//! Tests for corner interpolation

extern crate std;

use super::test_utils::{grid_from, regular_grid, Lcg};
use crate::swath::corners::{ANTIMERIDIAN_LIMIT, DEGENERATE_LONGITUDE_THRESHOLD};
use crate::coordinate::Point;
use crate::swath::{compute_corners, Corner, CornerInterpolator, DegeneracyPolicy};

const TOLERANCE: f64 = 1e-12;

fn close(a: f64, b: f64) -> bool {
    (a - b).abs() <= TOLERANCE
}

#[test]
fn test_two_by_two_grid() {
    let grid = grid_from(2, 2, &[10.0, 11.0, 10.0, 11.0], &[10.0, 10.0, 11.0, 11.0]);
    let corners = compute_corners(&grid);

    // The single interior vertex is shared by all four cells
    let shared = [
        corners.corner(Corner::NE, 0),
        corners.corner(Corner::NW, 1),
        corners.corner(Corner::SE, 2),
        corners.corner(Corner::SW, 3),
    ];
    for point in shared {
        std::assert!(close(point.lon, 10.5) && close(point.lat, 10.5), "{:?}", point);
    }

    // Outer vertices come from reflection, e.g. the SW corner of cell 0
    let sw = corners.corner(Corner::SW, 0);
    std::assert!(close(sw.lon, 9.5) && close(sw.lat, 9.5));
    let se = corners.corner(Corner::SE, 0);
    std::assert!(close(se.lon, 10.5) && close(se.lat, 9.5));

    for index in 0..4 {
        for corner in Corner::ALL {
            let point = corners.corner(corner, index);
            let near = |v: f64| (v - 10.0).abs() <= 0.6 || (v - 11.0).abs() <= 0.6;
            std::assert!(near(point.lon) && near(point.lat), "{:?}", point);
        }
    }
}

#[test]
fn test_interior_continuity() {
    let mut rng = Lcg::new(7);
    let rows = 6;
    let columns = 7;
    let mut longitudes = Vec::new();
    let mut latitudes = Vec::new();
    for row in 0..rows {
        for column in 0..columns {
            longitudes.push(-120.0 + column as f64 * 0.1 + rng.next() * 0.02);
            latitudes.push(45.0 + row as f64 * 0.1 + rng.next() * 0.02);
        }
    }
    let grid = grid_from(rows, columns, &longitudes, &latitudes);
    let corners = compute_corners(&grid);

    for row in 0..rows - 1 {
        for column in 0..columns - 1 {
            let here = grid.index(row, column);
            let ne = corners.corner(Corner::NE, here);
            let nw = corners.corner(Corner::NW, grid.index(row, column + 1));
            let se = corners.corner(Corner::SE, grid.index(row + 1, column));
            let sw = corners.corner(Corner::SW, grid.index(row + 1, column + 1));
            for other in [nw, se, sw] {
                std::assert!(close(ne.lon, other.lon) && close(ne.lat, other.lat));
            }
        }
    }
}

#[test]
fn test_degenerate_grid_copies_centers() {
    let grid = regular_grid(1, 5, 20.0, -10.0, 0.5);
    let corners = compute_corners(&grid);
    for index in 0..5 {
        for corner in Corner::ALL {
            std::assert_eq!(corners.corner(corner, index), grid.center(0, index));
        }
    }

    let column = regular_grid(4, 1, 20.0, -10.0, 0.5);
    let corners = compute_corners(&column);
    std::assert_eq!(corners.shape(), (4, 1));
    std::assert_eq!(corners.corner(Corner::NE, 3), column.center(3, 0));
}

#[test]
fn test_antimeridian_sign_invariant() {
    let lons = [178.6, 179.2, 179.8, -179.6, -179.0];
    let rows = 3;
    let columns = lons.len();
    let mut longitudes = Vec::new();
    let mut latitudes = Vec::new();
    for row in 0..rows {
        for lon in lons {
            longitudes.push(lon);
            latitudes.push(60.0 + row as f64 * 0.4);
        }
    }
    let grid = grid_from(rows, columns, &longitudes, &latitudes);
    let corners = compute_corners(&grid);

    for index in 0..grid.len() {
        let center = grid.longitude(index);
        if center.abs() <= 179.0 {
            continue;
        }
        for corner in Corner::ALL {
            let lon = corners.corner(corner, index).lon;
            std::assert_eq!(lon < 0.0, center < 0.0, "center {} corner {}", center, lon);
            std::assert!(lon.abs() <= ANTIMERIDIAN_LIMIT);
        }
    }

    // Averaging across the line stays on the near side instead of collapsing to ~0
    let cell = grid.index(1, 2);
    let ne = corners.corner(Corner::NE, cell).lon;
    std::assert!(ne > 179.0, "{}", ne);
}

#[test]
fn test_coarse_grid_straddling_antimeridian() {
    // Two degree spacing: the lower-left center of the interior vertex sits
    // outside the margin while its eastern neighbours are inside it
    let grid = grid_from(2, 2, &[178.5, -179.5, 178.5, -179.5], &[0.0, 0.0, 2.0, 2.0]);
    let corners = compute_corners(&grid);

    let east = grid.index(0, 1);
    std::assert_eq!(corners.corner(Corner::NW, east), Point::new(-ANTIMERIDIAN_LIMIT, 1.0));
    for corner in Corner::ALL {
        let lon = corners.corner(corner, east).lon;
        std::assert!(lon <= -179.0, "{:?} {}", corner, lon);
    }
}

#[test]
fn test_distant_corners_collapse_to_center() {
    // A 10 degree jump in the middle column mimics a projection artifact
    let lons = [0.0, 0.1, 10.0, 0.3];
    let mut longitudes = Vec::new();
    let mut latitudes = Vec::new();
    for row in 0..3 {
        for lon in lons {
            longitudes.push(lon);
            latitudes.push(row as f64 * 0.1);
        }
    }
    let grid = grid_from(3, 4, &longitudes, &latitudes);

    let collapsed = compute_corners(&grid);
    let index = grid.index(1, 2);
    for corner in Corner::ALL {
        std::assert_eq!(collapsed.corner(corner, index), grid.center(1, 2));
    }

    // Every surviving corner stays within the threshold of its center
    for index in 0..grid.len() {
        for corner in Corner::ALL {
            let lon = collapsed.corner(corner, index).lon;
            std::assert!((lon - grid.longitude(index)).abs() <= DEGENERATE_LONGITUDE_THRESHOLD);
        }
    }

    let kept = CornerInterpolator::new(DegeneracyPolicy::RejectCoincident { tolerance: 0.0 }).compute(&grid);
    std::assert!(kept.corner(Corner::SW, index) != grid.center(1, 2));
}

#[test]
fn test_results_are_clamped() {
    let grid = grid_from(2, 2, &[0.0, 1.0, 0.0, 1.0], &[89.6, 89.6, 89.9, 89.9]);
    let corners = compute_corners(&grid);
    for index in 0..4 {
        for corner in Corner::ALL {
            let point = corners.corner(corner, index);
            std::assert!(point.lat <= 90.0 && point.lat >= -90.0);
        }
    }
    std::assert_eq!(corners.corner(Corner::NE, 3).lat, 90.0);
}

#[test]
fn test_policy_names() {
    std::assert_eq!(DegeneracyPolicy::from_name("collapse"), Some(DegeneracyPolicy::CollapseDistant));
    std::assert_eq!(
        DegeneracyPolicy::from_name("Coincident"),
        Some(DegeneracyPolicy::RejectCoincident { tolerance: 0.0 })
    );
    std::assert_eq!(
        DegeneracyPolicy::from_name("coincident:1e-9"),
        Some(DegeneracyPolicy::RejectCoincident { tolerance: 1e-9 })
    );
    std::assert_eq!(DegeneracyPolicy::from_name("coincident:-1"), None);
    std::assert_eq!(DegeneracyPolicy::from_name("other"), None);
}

...

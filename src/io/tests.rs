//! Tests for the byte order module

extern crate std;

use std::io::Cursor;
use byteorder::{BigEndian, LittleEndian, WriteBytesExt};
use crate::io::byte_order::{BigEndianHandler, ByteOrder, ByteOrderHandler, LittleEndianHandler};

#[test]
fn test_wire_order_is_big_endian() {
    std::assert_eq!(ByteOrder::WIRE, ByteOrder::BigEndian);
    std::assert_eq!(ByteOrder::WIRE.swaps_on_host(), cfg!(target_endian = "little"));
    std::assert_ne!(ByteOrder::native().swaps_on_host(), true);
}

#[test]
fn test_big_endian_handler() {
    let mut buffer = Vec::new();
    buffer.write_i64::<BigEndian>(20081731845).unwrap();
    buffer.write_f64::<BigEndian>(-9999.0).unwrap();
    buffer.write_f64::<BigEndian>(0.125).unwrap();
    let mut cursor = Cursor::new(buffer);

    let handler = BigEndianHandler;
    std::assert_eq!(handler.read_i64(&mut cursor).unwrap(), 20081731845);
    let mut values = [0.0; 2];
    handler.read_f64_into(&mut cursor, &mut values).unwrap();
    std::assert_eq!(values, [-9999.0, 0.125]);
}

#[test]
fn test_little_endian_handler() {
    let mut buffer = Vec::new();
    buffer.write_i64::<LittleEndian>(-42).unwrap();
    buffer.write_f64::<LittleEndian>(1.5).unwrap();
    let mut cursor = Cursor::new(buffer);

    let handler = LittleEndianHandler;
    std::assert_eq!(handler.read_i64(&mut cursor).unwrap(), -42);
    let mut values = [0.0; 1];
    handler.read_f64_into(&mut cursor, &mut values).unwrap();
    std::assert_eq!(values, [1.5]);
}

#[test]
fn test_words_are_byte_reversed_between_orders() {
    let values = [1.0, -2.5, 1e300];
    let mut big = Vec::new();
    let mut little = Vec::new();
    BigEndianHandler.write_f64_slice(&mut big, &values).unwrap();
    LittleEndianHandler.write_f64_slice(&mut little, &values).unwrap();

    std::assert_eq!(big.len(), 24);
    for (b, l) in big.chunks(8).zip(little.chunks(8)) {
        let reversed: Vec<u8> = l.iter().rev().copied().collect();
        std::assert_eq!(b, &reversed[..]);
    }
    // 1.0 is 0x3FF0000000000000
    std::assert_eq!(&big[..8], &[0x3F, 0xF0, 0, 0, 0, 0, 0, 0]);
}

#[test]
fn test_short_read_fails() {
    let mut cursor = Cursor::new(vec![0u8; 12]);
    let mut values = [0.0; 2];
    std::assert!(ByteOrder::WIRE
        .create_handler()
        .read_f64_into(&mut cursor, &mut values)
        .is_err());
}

> [Exercise]
Whichever lines of the records above hold the word "vertex" should all be copied out.

> [Task result]
    // The single interior vertex is shared by all four cells
    // Two degree spacing: the lower-left center of the interior vertex sits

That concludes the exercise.